呻くように呟くジョウの言葉をアルフィンが一蹴した。

「だってジョウは私達のチームリーダーだもん♪私達に黙ってどこかに隠れようとしても、絶対見つけ出すから覚悟しておきなさい!」
「!」

俯きかけた顔を上げるとキラキラ輝く瞳で自分を見上げるアルフィン
ウインクをしながら右手の親指を突き立てるリッキー
腕組みをしながら凄みを効かせた恐持ての顔で静かに笑いかけるタロスの姿が眼に入った。

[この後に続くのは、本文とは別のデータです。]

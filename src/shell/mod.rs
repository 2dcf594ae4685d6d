//! The interactive prompt/read/dispatch loop.

use std::io::{self, BufRead, Write};

use nix::unistd::getpid;

use crate::builtin::{self, Builtin, Flow};
use crate::cmd::CommandLine;
use crate::error::ShellError;
use crate::exec::{self, JobTable, Status};
use crate::expand::expand_pid;
use crate::parse::parse_line;
use crate::signals::{self, ModeState};

const PROMPT: &str = ": ";

pub struct Shell {
    last_status: Status,
    jobs: JobTable,
    mode: &'static ModeState,
}

impl Default for Shell {
    fn default() -> Self { Shell::new() }
}

impl Shell {
    pub fn new() -> Shell {
        Shell {
            last_status: Status::default(),
            jobs: JobTable::new(),
            mode: signals::mode(),
        }
    }

    /// Run the interpreter until `exit` or end of input.
    ///
    /// The mode-change marker is checked after every step a SIGTSTP
    /// could have interrupted (prompting, reading, parsing); when it
    /// fires, the cycle restarts and any partial input is discarded.
    pub fn run(&mut self) -> Result<(), ShellError> {
        signals::install()?;
        let pid = getpid().to_string();
        let stdin = io::stdin();
        let mut line = String::new();

        loop {
            print!("{}", PROMPT);
            io::stdout()
                .flush()
                .map_err(|e| ShellError::IoError(e.to_string()))?;
            if self.mode.take_change() {
                continue;
            }

            line.clear();
            let n = stdin
                .lock()
                .read_line(&mut line)
                .map_err(|e| ShellError::IoError(e.to_string()))?;
            if self.mode.take_change() {
                continue;
            }
            if n == 0 {
                // end of input behaves like `exit`
                self.jobs.kill_all();
                return Ok(());
            }

            let expanded = expand_pid(&line, &pid);
            let cmd = match parse_line(&expanded) {
                Ok(Some(cmd)) => cmd,
                Ok(None) => continue,
                Err(e) => {
                    eprintln!("smallsh: {}", e);
                    continue;
                }
            };
            if self.mode.take_change() {
                continue;
            }

            if let Some(b) = Builtin::lookup(cmd.program()) {
                match builtin::run(b, &cmd.argv, self.last_status, &self.jobs) {
                    Flow::Exit => return Ok(()),
                    Flow::Continue => continue,
                }
            }

            self.dispatch_external(&cmd);
        }
    }

    /// Spawn a non-built-in command, wait or track it, then sweep for
    /// finished background jobs.
    fn dispatch_external(&mut self, cmd: &CommandLine) {
        // latch the decision once so parent bookkeeping and child
        // null-device wiring cannot disagree if the mode flips mid-spawn
        let background = cmd.background && !self.mode.foreground_only();
        match exec::spawn(cmd, background) {
            Ok(pid) => {
                if background {
                    println!("background pid is {}", pid);
                    self.jobs.add(pid);
                } else {
                    match exec::wait_foreground(pid) {
                        Ok(status) => self.last_status = status,
                        Err(e) => eprintln!("smallsh: {}", e),
                    }
                }
            }
            Err(e) => eprintln!("smallsh: {}", e),
        }
        exec::reap(&mut self.jobs);
    }
}
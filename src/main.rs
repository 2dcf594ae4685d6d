use smallsh::shell::Shell;

fn main() {
    if let Err(e) = Shell::new().run() {
        eprintln!("smallsh: {}", e);
        std::process::exit(1);
    }
}
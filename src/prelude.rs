//! smallsh::prelude - grab-and-go exports

pub use crate::cmd::{CommandLine, Redirect};
pub use crate::error::ShellError;
pub use crate::exec::{JobTable, Status};
pub use crate::shell::Shell;
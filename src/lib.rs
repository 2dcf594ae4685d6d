//! smallsh: an interactive command interpreter with redirection and
//! background job control.

pub mod error;
pub mod cmd;
pub mod expand;
pub mod parse;
pub mod builtin;
pub mod exec;
pub mod signals;
pub mod shell;
pub mod prelude;

pub use error::ShellError;
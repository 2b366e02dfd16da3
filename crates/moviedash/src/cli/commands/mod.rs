pub mod filter;
pub mod multi_filter;
pub mod schema;
pub mod visualize;

use anyhow::{Error, Result};
use clap::Args;
use serde_json::json;

use crate::models::{
    DurationBucket, Genre, Page, QueryEnvelope, QueryEnvelopeCommandFailure, RatingThreshold,
    VotesBucket,
};
use crate::source::Database;

/// The four filter controls shared by `filter` and `multi-filter`.
#[derive(Debug, Clone, Args)]
pub struct FilterControlArgs {
    #[arg(long, value_enum, value_name = "RANGE")]
    pub duration: Option<DurationBucket>,

    #[arg(long, value_name = "MIN", default_value = "5.0")]
    pub rating: RatingThreshold,

    #[arg(long, value_enum, value_name = "RANGE")]
    pub votes: Option<VotesBucket>,

    #[arg(long, value_enum)]
    pub genre: Option<Genre>,

    /// Maximum rows shown per table; 0 shows every row
    #[arg(long, default_value_t = crate::filters::DEFAULT_ROW_CAP)]
    pub row_cap: usize,
}

impl FilterControlArgs {
    #[must_use]
    pub fn selection(&self) -> crate::filters::FilterSelection {
        crate::filters::FilterSelection {
            duration: self.duration,
            rating: self.rating,
            votes: self.votes,
            genre: self.genre,
        }
    }

    #[must_use]
    pub fn row_cap(&self) -> Option<usize> {
        (self.row_cap > 0).then_some(self.row_cap)
    }
}

pub(crate) fn emit_page(command: &str, page: &Page, database: &Database, json: bool) -> Result<()> {
    if !json {
        print!("{}", crate::render::render_text_page(page));
        return Ok(());
    }

    let database_path = database
        .path()
        .map(|path| path.display().to_string());
    let envelope = QueryEnvelope::for_page(command, page)
        .map_err(|error| envelope_failure(command, &error))?
        .with_meta("database_path", json!(database_path))
        .with_meta("database_available", json!(database.unavailable_cause().is_none()));

    let encoded =
        serde_json::to_string(&envelope).map_err(|error| envelope_failure(command, &error.into()))?;
    println!("{encoded}");
    Ok(())
}

fn envelope_failure(command: &str, error: &Error) -> Error {
    Error::new(QueryEnvelopeCommandFailure::new(
        QueryEnvelope::error(
            command,
            "page_encode_failed",
            "failed to encode page response",
        )
        .with_error_details(json!({ "cause": format!("{error:#}") })),
    ))
}
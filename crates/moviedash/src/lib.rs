#![forbid(unsafe_code)]

pub mod cli;
pub mod config;
pub mod filters;
pub mod models;
pub mod render;
pub mod reports;
pub mod source;
pub mod utils;

pub use cli::app::{Cli, Command};
pub mod app;
pub mod commands;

仲間一人一人と交わす視線の中に込められた信頼は、自分をいついかなる時も支え続けてくれていたものだと今更ながらに気付く。

・・・仲間。
ありのままの自分を認め、受け容れてくれる仲間達にどれだけ自分は救われてきただろう?
仲間がいたからこそ、俺は俺でいられる事が出来た・・・
仲間がいたからこそ、俺は生きる希望を失わずにいられた・・・
仲間がいたからこそ、俺はどんなに辛く苦しいことも耐えてこられた・・・

仲間がいたからこそ・・・俺は・・・!

暗く果てない闇を突き抜けて、今辿り着いた真実に・・・ジョウの心はより一層強さを増していく。

「・・・しょうがない連中だぜ、まったく!」

照れ隠しに呟いた言葉が暗闇のなかで一筋の流れ星となり空を駆け抜ける。

静かな夜がそっと微笑んで四人の心に消せない想いを残しつつ・・・時はいつしか過ぎていく・・・。